EXERCISE AIM >> Reproduce precisely the lines of the listing below, starting with the line that contains "input when set" and stopping after the line that contains "if self.encode.resolution == 0"; include nothing else.

DATA EXCERPTS >>
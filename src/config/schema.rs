//! Configuration schema types for `utfgrid.toml`
//!
//! Defines the structure and validation rules for encoder configuration.

use crate::codepoint::MAX_KEYS;
use crate::encoder::{EncodeOptions, DEFAULT_RESOLUTION};
use serde::{Deserialize, Serialize};
use std::path::PathBuf;

/// Encoding settings
#[derive(Debug, Clone, PartialEq, Serialize, Deserialize)]
pub struct EncodeConfig {
    /// Sampling stride applied to both axes
    #[serde(default = "default_resolution")]
    pub resolution: u32,
    /// Maximum number of distinct keys per grid
    #[serde(default = "default_max_keys")]
    pub max_keys: usize,
    /// Replaces the field list of every input when set
    #[serde(default, skip_serializing_if = "Option::is_none")]
    pub fields: Option<Vec<String>>,
}

impl Default for EncodeConfig {
    fn default() -> Self {
        Self {
            resolution: default_resolution(),
            max_keys: default_max_keys(),
            fields: None,
        }
    }
}

impl EncodeConfig {
    /// Encoder options derived from this section.
    pub fn options(&self) -> EncodeOptions {
        EncodeOptions { resolution: self.resolution, max_keys: self.max_keys }
    }
}

fn default_resolution() -> u32 {
    DEFAULT_RESOLUTION
}

fn default_max_keys() -> usize {
    MAX_KEYS
}

/// Output settings
#[derive(Debug, Clone, Default, PartialEq, Serialize, Deserialize)]
pub struct OutputConfig {
    /// Indent written documents
    #[serde(default)]
    pub pretty: bool,
    /// Directory for written grids; next to each input when unset
    #[serde(default, skip_serializing_if = "Option::is_none")]
    pub out: Option<PathBuf>,
}

/// Complete `utfgrid.toml` configuration
#[derive(Debug, Clone, Default, PartialEq, Serialize, Deserialize)]
pub struct GridConfig {
    #[serde(default)]
    pub encode: EncodeConfig,
    #[serde(default)]
    pub output: OutputConfig,
}

/// A single validation problem
#[derive(Debug, Clone, PartialEq, Eq)]
pub struct ConfigValidationError {
    /// Path to the invalid field (e.g., "encode.resolution")
    pub field: String,
    /// Error message
    pub message: String,
}

impl std::fmt::Display for ConfigValidationError {
    fn fmt(&self, f: &mut std::fmt::Formatter<'_>) -> std::fmt::Result {
        write!(f, "utfgrid.toml: '{}' {}", self.field, self.message)
    }
}

impl GridConfig {
    /// Validate the configuration, returning every problem found.
    pub fn validate(&self) -> Vec<ConfigValidationError> {
        let mut errors = Vec::new();

        if self.encode.resolution == 0 {
            errors.push(ConfigValidationError {
                field: "encode.resolution".to_string(),
                message: "must be a positive integer".to_string(),
            });
        }

        if self.encode.max_keys == 0 || self.encode.max_keys > MAX_KEYS {
            errors.push(ConfigValidationError {
                field: "encode.max_keys".to_string(),
                message: format!("must be between 1 and {}", MAX_KEYS),
            });
        }

        if let Some(fields) = &self.encode.fields {
            if fields.iter().any(|f| f.is_empty()) {
                errors.push(ConfigValidationError {
                    field: "encode.fields".to_string(),
                    message: "must not contain empty names".to_string(),
                });
            }
        }

        errors
    }

    /// Check if the configuration is valid
    pub fn is_valid(&self) -> bool {
        self.validate().is_empty()
    }
}
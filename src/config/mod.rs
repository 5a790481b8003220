//! Configuration module for the grid encoder
//!
//! Provides types and parsing for `utfgrid.toml` configuration.

pub mod loader;
pub mod schema;

pub use loader::*;
pub use schema::*;
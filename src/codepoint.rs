//! Codepoint allocation for grid keys.
//!
//! Every distinct key seen during one encode is assigned a printable
//! character, starting at U+0020 and counting upwards in first-seen order.
//! `"` and `\` are skipped so rows never need JSON escaping. Allocation stops
//! below the surrogate block, which keeps every codepoint a valid `char`.

use std::collections::HashMap;
use std::hash::Hash;

/// First codepoint handed out.
pub const FIRST_CODEPOINT: u32 = 0x20;

/// Last codepoint that may be handed out.
pub const LAST_CODEPOINT: u32 = 0xD7FF;

const RESERVED: [u32; 2] = [0x22, 0x5C];

/// Largest number of distinct keys a single grid can hold.
pub const MAX_KEYS: usize = (LAST_CODEPOINT - FIRST_CODEPOINT + 1) as usize - RESERVED.len();

/// Codepoint used for the `index`-th allocated key.
///
/// Returns `None` once `index` falls past [`LAST_CODEPOINT`].
pub fn codepoint_for_index(index: usize) -> Option<char> {
    let mut cp = FIRST_CODEPOINT.checked_add(u32::try_from(index).ok()?)?;
    for reserved in RESERVED {
        if cp >= reserved {
            cp = cp.saturating_add(1);
        }
    }
    if cp > LAST_CODEPOINT {
        return None;
    }
    char::from_u32(cp)
}

/// Inverse of [`codepoint_for_index`].
pub fn index_for_codepoint(ch: char) -> Option<usize> {
    let cp = ch as u32;
    if cp < FIRST_CODEPOINT || cp > LAST_CODEPOINT || RESERVED.contains(&cp) {
        return None;
    }
    let skipped = RESERVED.iter().filter(|&&r| r < cp).count() as u32;
    Some((cp - FIRST_CODEPOINT - skipped) as usize)
}

/// Per-encode key -> codepoint table.
///
/// Generic over the key type so callers can keep the background apart from
/// feature keys that happen to share its text.
#[derive(Debug)]
pub struct CodepointAllocator<K> {
    table: HashMap<K, char>,
    order: Vec<K>,
    limit: usize,
}

/// The allocator refused a new key.
#[derive(Debug, Clone, Copy, PartialEq, Eq)]
pub struct Exhausted {
    pub limit: usize,
}

impl<K: Copy + Eq + Hash> CodepointAllocator<K> {
    /// Allocator that accepts up to [`MAX_KEYS`] keys.
    pub fn new() -> Self {
        Self::with_limit(MAX_KEYS)
    }

    /// Allocator that accepts up to `limit` keys, capped at [`MAX_KEYS`].
    pub fn with_limit(limit: usize) -> Self {
        Self { table: HashMap::new(), order: Vec::new(), limit: limit.min(MAX_KEYS) }
    }

    /// Codepoint for `key`, assigning the next free one on first sight.
    pub fn allocate(&mut self, key: K) -> Result<char, Exhausted> {
        if let Some(&cp) = self.table.get(&key) {
            return Ok(cp);
        }
        if self.order.len() >= self.limit {
            return Err(Exhausted { limit: self.limit });
        }
        let cp = codepoint_for_index(self.order.len()).ok_or(Exhausted { limit: self.limit })?;
        self.table.insert(key, cp);
        self.order.push(key);
        Ok(cp)
    }

    /// Keys in allocation order.
    pub fn keys(&self) -> &[K] {
        &self.order
    }

    pub fn len(&self) -> usize {
        self.order.len()
    }

    pub fn is_empty(&self) -> bool {
        self.order.is_empty()
    }

    pub fn limit(&self) -> usize {
        self.limit
    }
}

impl<K: Copy + Eq + Hash> Default for CodepointAllocator<K> {
    fn default() -> Self {
        Self::new()
    }
}

#[cfg(test)]
mod tests {
    use super::*;

    #[test]
    fn test_first_codepoints_skip_quote() {
        assert_eq!(codepoint_for_index(0), Some(' '));
        assert_eq!(codepoint_for_index(1), Some('!'));
        assert_eq!(codepoint_for_index(2), Some('#'));
    }

    #[test]
    fn test_codepoints_skip_backslash() {
        // 0x5B is index 58 (one skip), 0x5D follows it
        assert_eq!(codepoint_for_index(58), Some('['));
        assert_eq!(codepoint_for_index(59), Some(']'));
    }

    #[test]
    fn test_last_codepoint() {
        assert_eq!(codepoint_for_index(MAX_KEYS - 1), char::from_u32(LAST_CODEPOINT));
        assert_eq!(codepoint_for_index(MAX_KEYS), None);
        assert_eq!(MAX_KEYS, 55_262);
    }

    #[test]
    fn test_codepoints_strictly_increase() {
        let mut prev = None;
        for i in 0..500 {
            let cp = codepoint_for_index(i).unwrap();
            assert!(cp != '"' && cp != '\\');
            if let Some(p) = prev {
                assert!(cp > p);
            }
            prev = Some(cp);
        }
    }

    #[test]
    fn test_index_for_codepoint_inverts() {
        for i in [0, 1, 2, 57, 58, 59, 60, 1000, MAX_KEYS - 1] {
            let cp = codepoint_for_index(i).unwrap();
            assert_eq!(index_for_codepoint(cp), Some(i));
        }
        assert_eq!(index_for_codepoint('"'), None);
        assert_eq!(index_for_codepoint('\\'), None);
        assert_eq!(index_for_codepoint('\n'), None);
        assert_eq!(index_for_codepoint('\u{E000}'), None);
    }

    #[test]
    fn test_allocate_reuses_existing() {
        let mut alloc = CodepointAllocator::new();
        assert_eq!(alloc.allocate("a"), Ok(' '));
        assert_eq!(alloc.allocate("b"), Ok('!'));
        assert_eq!(alloc.allocate("a"), Ok(' '));
        assert_eq!(alloc.allocate("c"), Ok('#'));
        assert_eq!(alloc.keys(), &["a", "b", "c"]);
    }

    #[test]
    fn test_allocate_respects_limit() {
        let mut alloc = CodepointAllocator::with_limit(2);
        alloc.allocate("a").unwrap();
        alloc.allocate("b").unwrap();
        assert_eq!(alloc.allocate("a"), Ok(' '));
        assert_eq!(alloc.allocate("c"), Err(Exhausted { limit: 2 }));
        assert_eq!(alloc.len(), 2);
    }

    #[test]
    fn test_limit_is_capped() {
        assert_eq!(CodepointAllocator::<&str>::with_limit(usize::MAX).limit(), MAX_KEYS);
    }
}
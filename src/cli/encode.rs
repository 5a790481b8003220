//! Encode command implementation

use std::path::{Path, PathBuf};
use std::process::ExitCode;

use rayon::prelude::*;
use thiserror::Error;

use crate::config::GridConfig;
use crate::encoder::{encode, EncodeError};
use crate::export::{export_grid, export_to_string, output_path_for, ExportError, ExportOptions};
use crate::grid::GridBuffer;
use crate::import::{import_png, ImportError};
use crate::parser::{load_scene, SceneError};
use crate::utfgrid::UtfGrid;

use super::{find_input_files, input_kind, InputKind, EXIT_ERROR, EXIT_INVALID_ARGS, EXIT_SUCCESS};

/// Failure while turning one input file into a grid document.
#[derive(Debug, Error)]
enum EncodeFileError {
    #[error("unsupported input '{0}' (expected .json, .json5 or .png)")]
    Unsupported(PathBuf),
    #[error(transparent)]
    Scene(#[from] SceneError),
    #[error(transparent)]
    Import(#[from] ImportError),
    #[error(transparent)]
    Encode(#[from] EncodeError),
    #[error(transparent)]
    Export(#[from] ExportError),
}

/// Load an input file as a grid, applying the configured field override.
fn load_input(path: &Path, config: &GridConfig) -> Result<GridBuffer, EncodeFileError> {
    let mut grid = match input_kind(path) {
        Some(InputKind::Scene) => load_scene(path)?,
        Some(InputKind::LabelImage) => import_png(path)?,
        None => return Err(EncodeFileError::Unsupported(path.to_path_buf())),
    };
    if let Some(fields) = &config.encode.fields {
        grid.set_fields(fields.clone());
    }
    Ok(grid)
}

fn encode_file(path: &Path, config: &GridConfig) -> Result<UtfGrid, EncodeFileError> {
    let grid = load_input(path, config)?;
    Ok(encode(&grid.view(), &config.encode.options())?)
}

/// Expand directories into the encodable files they contain.
fn expand_inputs(inputs: &[PathBuf]) -> Vec<PathBuf> {
    let mut files = Vec::new();
    for input in inputs {
        if input.is_dir() {
            let found = find_input_files(input);
            if found.is_empty() {
                log::warn!("no encodable files in {}", input.display());
            }
            files.extend(found);
        } else {
            files.push(input.clone());
        }
    }
    files
}

/// Where a single input's grid goes when `-o` is given.
fn single_output_path(input: &Path, output: &Path) -> PathBuf {
    let is_dir = output.is_dir() || output.to_string_lossy().ends_with('/');
    if is_dir {
        output_path_for(input, Some(output))
    } else {
        output.to_path_buf()
    }
}

/// Execute the encode command
pub fn run_encode(inputs: &[PathBuf], output: Option<&Path>, config: &GridConfig) -> ExitCode {
    let files = expand_inputs(inputs);
    if files.is_empty() {
        eprintln!("Error: no input files");
        return ExitCode::from(EXIT_INVALID_ARGS);
    }

    let export_options = ExportOptions { pretty: config.output.pretty };
    let out_dir = output.or(config.output.out.as_deref());

    // One file, nowhere to write: print the document
    if files.len() == 1 && out_dir.is_none() {
        let rendered = encode_file(&files[0], config)
            .and_then(|grid| export_to_string(&grid, &export_options).map_err(EncodeFileError::from));
        return match rendered {
            Ok(json) => {
                println!("{}", json);
                ExitCode::from(EXIT_SUCCESS)
            }
            Err(e) => {
                eprintln!("Error: {}: {}", files[0].display(), e);
                ExitCode::from(EXIT_ERROR)
            }
        };
    }

    let targets: Vec<(PathBuf, PathBuf)> = files
        .iter()
        .map(|file| {
            let target = match (files.len(), output) {
                (1, Some(out)) => single_output_path(file, out),
                _ => output_path_for(file, out_dir),
            };
            (file.clone(), target)
        })
        .collect();

    let results: Vec<Result<(), EncodeFileError>> = targets
        .par_iter()
        .map(|(input, target)| -> Result<(), EncodeFileError> {
            let grid = encode_file(input, config)?;
            export_grid(&grid, target, &export_options)?;
            Ok(())
        })
        .collect();

    let mut failed = 0;
    for ((input, target), result) in targets.iter().zip(results) {
        match result {
            Ok(()) => println!("{} -> {}", input.display(), target.display()),
            Err(e) => {
                eprintln!("Error: {}: {}", input.display(), e);
                failed += 1;
            }
        }
    }

    if failed > 0 {
        eprintln!("{} of {} inputs failed", failed, targets.len());
        ExitCode::from(EXIT_ERROR)
    } else {
        ExitCode::from(EXIT_SUCCESS)
    }
}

RESULT FOR THIS TASK >>
    /// Replaces the field list of every input when set
    #[serde(default, skip_serializing_if = "Option::is_none")]
    pub fields: Option<Vec<String>>,
}

impl Default for EncodeConfig {
    fn default() -> Self {
        Self {
            resolution: default_resolution(),
            max_keys: default_max_keys(),
            fields: None,
        }
    }
}

impl EncodeConfig {
    /// Encoder options derived from this section.
    pub fn options(&self) -> EncodeOptions {
        EncodeOptions { resolution: self.resolution, max_keys: self.max_keys }
    }
}

fn default_resolution() -> u32 {
    DEFAULT_RESOLUTION
}

fn default_max_keys() -> usize {
    MAX_KEYS
}

/// Output settings
#[derive(Debug, Clone, Default, PartialEq, Serialize, Deserialize)]
pub struct OutputConfig {
    /// Indent written documents
    #[serde(default)]
    pub pretty: bool,
    /// Directory for written grids; next to each input when unset
    #[serde(default, skip_serializing_if = "Option::is_none")]
    pub out: Option<PathBuf>,
}

/// Complete `utfgrid.toml` configuration
#[derive(Debug, Clone, Default, PartialEq, Serialize, Deserialize)]
pub struct GridConfig {
    #[serde(default)]
    pub encode: EncodeConfig,
    #[serde(default)]
    pub output: OutputConfig,
}

/// A single validation problem
#[derive(Debug, Clone, PartialEq, Eq)]
pub struct ConfigValidationError {
    /// Path to the invalid field (e.g., "encode.resolution")
    pub field: String,
    /// Error message
    pub message: String,
}

impl std::fmt::Display for ConfigValidationError {
    fn fmt(&self, f: &mut std::fmt::Formatter<'_>) -> std::fmt::Result {
        write!(f, "utfgrid.toml: '{}' {}", self.field, self.message)
    }
}

impl GridConfig {
    /// Validate the configuration, returning every problem found.
    pub fn validate(&self) -> Vec<ConfigValidationError> {
        let mut errors = Vec::new();

        if self.encode.resolution == 0 {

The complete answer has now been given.